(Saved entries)
*** Begin section ***

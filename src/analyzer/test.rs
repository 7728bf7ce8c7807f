// In src/analyzer/test.rs

use super::*;

/// 辅助函数：按顺序检查多行，返回最后一行的结果。
/// 前面的行必须全部通过，否则测试失败。
fn check_after(setup: &[&str], line: &str) -> Result<(), SemanticError> {
    let mut declarations = Declarations::new();
    for prior in setup {
        if let Err(err) = check(prior, &mut declarations) {
            panic!("Setup line `{}` failed unexpectedly: {}", prior, err);
        }
    }
    check(line, &mut declarations)
}

#[cfg(test)]
mod declarations {
    use super::*;

    #[test]
    fn test_integer_declares_every_name() {
        let mut declarations = Declarations::new();
        assert_eq!(check("INTEGER A, B, C, a, c", &mut declarations), Ok(()));

        let mut names: Vec<&str> = declarations.iter().collect();
        names.sort();
        assert_eq!(names, vec!["A", "B", "C", "a", "c"]);
    }

    #[test]
    fn test_redeclaration_is_idempotent() {
        let mut declarations = Declarations::new();
        assert_eq!(check("INTEGER A, B", &mut declarations), Ok(()));
        assert_eq!(check("INTEGER B, A", &mut declarations), Ok(()));
        assert_eq!(declarations.len(), 2);
    }

    #[test]
    fn test_empty_pieces_are_ignored() {
        let mut declarations = Declarations::new();
        assert_eq!(check("INTEGER A,, B,", &mut declarations), Ok(()));
        assert_eq!(declarations.len(), 2);
        assert!(!declarations.is_declared(""));
    }

    #[test]
    fn test_reset_forgets_everything() {
        let mut declarations = Declarations::new();
        check("INTEGER X", &mut declarations).unwrap();
        declarations.reset();
        assert!(declarations.is_empty());
        assert!(check("WRITE X", &mut declarations).is_err());
    }
}

#[cfg(test)]
mod input {
    use super::*;

    #[test]
    fn test_declared_inputs_pass() {
        assert_eq!(check_after(&["INTEGER X, Y"], "INPUT X"), Ok(()));
        assert_eq!(check_after(&["INTEGER X, Y"], "INPUT Y, X"), Ok(()));
    }

    #[test]
    fn test_undeclared_input() {
        let err = check_after(&["INTEGER X, Y"], "INPUT Z").unwrap_err();
        assert_eq!(err, SemanticError::UndeclaredInInput { name: "Z".to_string(), span: 6..7 });
        assert_eq!(err.to_string(), "Undeclared identifier in INPUT: 'Z'");
    }

    #[test]
    fn test_first_undeclared_input_is_reported() {
        let err = check_after(&["INTEGER A"], "INPUT A,  Q, R").unwrap_err();
        assert_eq!(err, SemanticError::UndeclaredInInput { name: "Q".to_string(), span: 10..11 });
    }

    #[test]
    fn test_bare_input_names_an_empty_identifier() {
        let err = check_after(&["INTEGER A"], "INPUT").unwrap_err();
        assert_eq!(err.to_string(), "Undeclared identifier in INPUT: ''");
    }
}

#[cfg(test)]
mod statements {
    use super::*;

    #[test]
    fn test_assignment_with_declared_names() {
        assert_eq!(check_after(&["INTEGER G, a, c"], "LET G = a + c"), Ok(()));
        assert_eq!(check_after(&["INTEGER M, A, B, C"], "M = A/B+C"), Ok(()));
    }

    #[test]
    fn test_undeclared_name_in_expression() {
        let err = check_after(&["INTEGER X, A"], "LET X = A + B").unwrap_err();
        assert_eq!(err, SemanticError::Undeclared { name: "B".to_string(), span: 12..13 });
        assert_eq!(err.to_string(), "Undeclared identifier: 'B'");
    }

    #[test]
    fn test_declarations_are_case_sensitive() {
        let err = check_after(&["INTEGER a"], "WRITE A").unwrap_err();
        assert!(matches!(err, SemanticError::Undeclared { ref name, .. } if name == "A"));
    }

    #[test]
    fn test_multi_letter_identifiers_are_not_checked() {
        assert_eq!(check_after(&[], "temp = total + x1"), Ok(()));
    }

    #[test]
    fn test_keywords_alone_pass() {
        assert_eq!(check_after(&[], "BEGIN"), Ok(()));
        assert_eq!(check_after(&[], "END"), Ok(()));
    }

    #[test]
    fn test_names_glued_to_commas_are_skipped() {
        // 一般语句只在空白和运算符处切分，`A,` 不是单字母标识符
        assert_eq!(check_after(&["INTEGER B"], "WRITE A, B"), Ok(()));

        let err = check_after(&[], "WRITE A, B").unwrap_err();
        assert_eq!(err, SemanticError::Undeclared { name: "B".to_string(), span: 9..10 });
    }

    #[test]
    fn test_declaration_only_counts_for_later_lines() {
        // 同一行里的名字不会被自己声明
        let err = check_after(&[], "WRITE M").unwrap_err();
        assert!(matches!(err, SemanticError::Undeclared { .. }));
    }
}
// src/main.rs

use clap::Parser;
use std::fs;
use std::io::{self, IsTerminal, Read};
use std::path::PathBuf;
use tracing::{debug, info};
use tracing_subscriber::EnvFilter;
use vcheck::diagnostics::{codes, DiagnosticBag};
use vcheck::{compile_with, TraceAll, TraceLines, TraceNone, TracePolicy};

/// 一个逐行检查教学用玩具语言（BEGIN/INTEGER/INPUT/LET/WRITE/END）的分析器
#[derive(Parser, Debug)]
#[command(author, version, about, long_about = None)]
struct Cli {
    /// 需要分析的源文件路径。省略或为 `-` 时从标准输入读取
    input_file: Option<PathBuf>,

    /// 把报告写入文件，而不是标准输出
    #[arg(short, long)]
    output_file: Option<PathBuf>,

    /// 需要展开阶段视图的行号（从 1 开始），例如 `--trace 5,7,8`
    #[arg(long, value_delimiter = ',', conflicts_with_all = ["trace_all", "no_trace"])]
    trace: Vec<usize>,

    /// 展开每一个通过检查的行
    #[arg(long, conflicts_with = "no_trace")]
    trace_all: bool,

    /// 不展开任何行
    #[arg(long)]
    no_trace: bool,

    /// 在标准错误上为每个出错的行渲染带源码标注的诊断
    #[arg(short, long)]
    diagnostics: bool,

    /// 打印某个错误码的详细解释后退出，例如 `--explain E0103`
    #[arg(long, value_name = "CODE")]
    explain: Option<String>,

    /// 提高日志级别（可重复：-v 为 debug，-vv 为 trace）
    #[arg(short, long, action = clap::ArgAction::Count)]
    verbose: u8,
}

impl Cli {
    fn trace_policy(&self) -> Box<dyn TracePolicy> {
        if self.trace_all {
            Box::new(TraceAll)
        } else if self.no_trace {
            Box::new(TraceNone)
        } else if !self.trace.is_empty() {
            Box::new(TraceLines::new(self.trace.iter().copied()))
        } else {
            Box::new(TraceLines::default())
        }
    }

    /// 用于诊断输出的文件名
    fn source_name(&self) -> String {
        match &self.input_file {
            Some(path) if path.as_os_str() != "-" => path.display().to_string(),
            _ => "<stdin>".to_string(),
        }
    }
}

fn init_logging(verbose: u8) {
    let default_level = match verbose {
        0 => "warn",
        1 => "debug",
        _ => "trace",
    };
    // RUST_LOG 优先于 -v
    let filter = EnvFilter::try_from_default_env().unwrap_or_else(|_| EnvFilter::new(default_level));

    tracing_subscriber::fmt()
        .with_env_filter(filter)
        .with_writer(io::stderr)
        .with_target(false)
        .init();
}

fn read_source(input: Option<&PathBuf>) -> Result<String, Box<dyn std::error::Error>> {
    match input {
        Some(path) if path.as_os_str() != "-" => fs::read_to_string(path)
            .map_err(|e| format!("Failed to read file '{}': {}", path.display(), e).into()),
        _ => {
            let mut source = String::new();
            io::stdin()
                .read_to_string(&mut source)
                .map_err(|e| format!("Failed to read standard input: {}", e))?;
            Ok(source)
        }
    }
}

fn main() -> Result<(), Box<dyn std::error::Error>> {
    let cli = Cli::parse();
    init_logging(cli.verbose);

    if let Some(code) = &cli.explain {
        let error_code = codes::lookup(code).ok_or_else(|| format!("Unknown error code '{}'", code))?;
        println!("{}: {}\n\n{}", error_code.code, error_code.message, error_code.explanation);
        return Ok(());
    }

    let source_code = read_source(cli.input_file.as_ref())?;
    debug!(bytes = source_code.len(), "loaded input source");

    let policy = cli.trace_policy();
    let report = compile_with(&source_code, &*policy);
    info!(lines = report.len(), errors = report.error_count(), "analysis finished");

    if cli.diagnostics {
        let bag = DiagnosticBag::from_report(&source_code, &report);
        let color = io::stderr().is_terminal();
        bag.write_to(&cli.source_name(), color, io::stderr().lock())?;
    }

    match &cli.output_file {
        Some(path) => {
            fs::write(path, format!("{}\n", report))?;
            println!("Report written to '{}'", path.display());
        }
        None => println!("{}", report),
    }

    Ok(())
}
//! src/driver/mod.rs
//!
//! 逐行驱动整个分析流程，并把每一行的结果组装成最终报告。

mod policy;

#[cfg(test)]
mod test;

use std::fmt;
use tracing::{debug, info_span};
use crate::analyzer::{self, Declarations};
use crate::lexer;
use crate::reporter::LineError;
use crate::stages::StageTrace;
use crate::syntax;
pub use policy::{TraceAll, TraceLines, TraceNone, TracePolicy};

/// 单行的分析结果：要么是第一个被发现的错误，要么通过（可能附带阶段视图）。
#[derive(Debug, Clone, PartialEq, Eq)]
pub enum LineReport {
    Failed(LineError),
    Passed { trace: Option<StageTrace> },
}

impl LineReport {
    pub fn error(&self) -> Option<&LineError> {
        match self {
            LineReport::Failed(error) => Some(error),
            LineReport::Passed { .. } => None,
        }
    }

    pub fn trace(&self) -> Option<&StageTrace> {
        match self {
            LineReport::Passed { trace } => trace.as_ref(),
            LineReport::Failed(_) => None,
        }
    }

    pub fn is_ok(&self) -> bool {
        matches!(self, LineReport::Passed { .. })
    }
}

impl fmt::Display for LineReport {
    fn fmt(&self, f: &mut fmt::Formatter<'_>) -> fmt::Result {
        match self {
            LineReport::Failed(error) => write!(f, "{}", error),
            LineReport::Passed { trace: None } => write!(f, "No Error"),
            LineReport::Passed { trace: Some(trace) } => write!(f, "No Error\n{}", trace),
        }
    }
}

/// 报告中的一项。除了结果本身，还记住了该行的文本和它在源代码中的字节偏移，
/// 以便诊断渲染时能定位到原文。
#[derive(Debug, Clone, PartialEq, Eq)]
pub struct LineEntry {
    /// 从 1 开始的行号
    pub number: usize,
    pub offset: usize,
    /// 去掉首尾空白后的行
    pub text: String,
    pub report: LineReport,
}

/// 一次完整编译的结果，每个输入行恰好对应一项。
#[derive(Debug, Clone, Default, PartialEq, Eq)]
pub struct CompileReport {
    entries: Vec<LineEntry>,
}

impl CompileReport {
    pub fn entries(&self) -> &[LineEntry] {
        &self.entries
    }

    pub fn len(&self) -> usize {
        self.entries.len()
    }

    pub fn is_empty(&self) -> bool {
        self.entries.is_empty()
    }

    pub fn error_count(&self) -> usize {
        self.entries.iter().filter(|entry| !entry.report.is_ok()).count()
    }
}

impl fmt::Display for CompileReport {
    fn fmt(&self, f: &mut fmt::Formatter<'_>) -> fmt::Result {
        for (i, entry) in self.entries.iter().enumerate() {
            if i > 0 {
                write!(f, "\n\n")?;
            }
            write!(f, "Line {}: {}", entry.number, entry.report)?;
        }
        Ok(())
    }
}

/// 一次编译会话。声明集合只属于这一次会话，会话结束即被丢弃。
pub struct Session<'p> {
    declarations: Declarations,
    policy: &'p dyn TracePolicy,
}

impl<'p> Session<'p> {
    pub fn new(policy: &'p dyn TracePolicy) -> Self {
        Self {
            declarations: Declarations::new(),
            policy,
        }
    }

    pub fn declarations(&self) -> &Declarations {
        &self.declarations
    }

    /// 分析一行（已去掉首尾空白）。行必须按顺序提交，
    /// 因为后面行的语义检查依赖前面行的声明。
    pub fn analyze_line(&mut self, line_number: usize, line: &str) -> LineReport {
        if let Err(error) = self.run_checks(line) {
            debug!(line = line_number, code = error.code().code, %error, "line rejected");
            return LineReport::Failed(error);
        }

        let trace = self
            .policy
            .should_trace(line_number, line)
            .then(|| StageTrace::simulate(line));
        debug!(line = line_number, traced = trace.is_some(), "line accepted");

        LineReport::Passed { trace }
    }

    /// 词法 -> 语法 -> 语义，第一个失败的检查决定结果。
    fn run_checks(&mut self, line: &str) -> Result<(), LineError> {
        lexer::check(&lexer::lex(line))?;
        syntax::check(line)?;
        analyzer::check(line, &mut self.declarations)?;
        Ok(())
    }
}

/// 编译整段源代码。
///
/// 整段输入先去掉首尾空白，再按 `\n` 切分；每一行都会得到一项报告。
/// 每次调用都使用全新的会话，所以同样的输入总是得到同样的结果。
pub fn compile_with(source: &str, policy: &dyn TracePolicy) -> CompileReport {
    let trimmed = source.trim();
    let span = info_span!("compile", bytes = source.len());
    let _enter = span.enter();

    let mut session = Session::new(policy);
    let mut entries = Vec::new();
    let mut offset = source.len() - source.trim_start().len();

    for (index, raw) in trimmed.split('\n').enumerate() {
        let line = raw.trim();
        let leading = raw.len() - raw.trim_start().len();
        let number = index + 1;

        let report = session.analyze_line(number, line);
        entries.push(LineEntry {
            number,
            offset: offset + leading,
            text: line.to_string(),
            report,
        });

        offset += raw.len() + 1;
    }

    let report = CompileReport { entries };
    debug!(
        lines = report.len(),
        errors = report.error_count(),
        declared = session.declarations().len(),
        "compile finished"
    );
    report
}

*** End section ***

What is needed → The lines to show are those in the data above that include "trimmed".

Output for this task →
    let trimmed = source.trim();
    for (index, raw) in trimmed.split('\n').enumerate() {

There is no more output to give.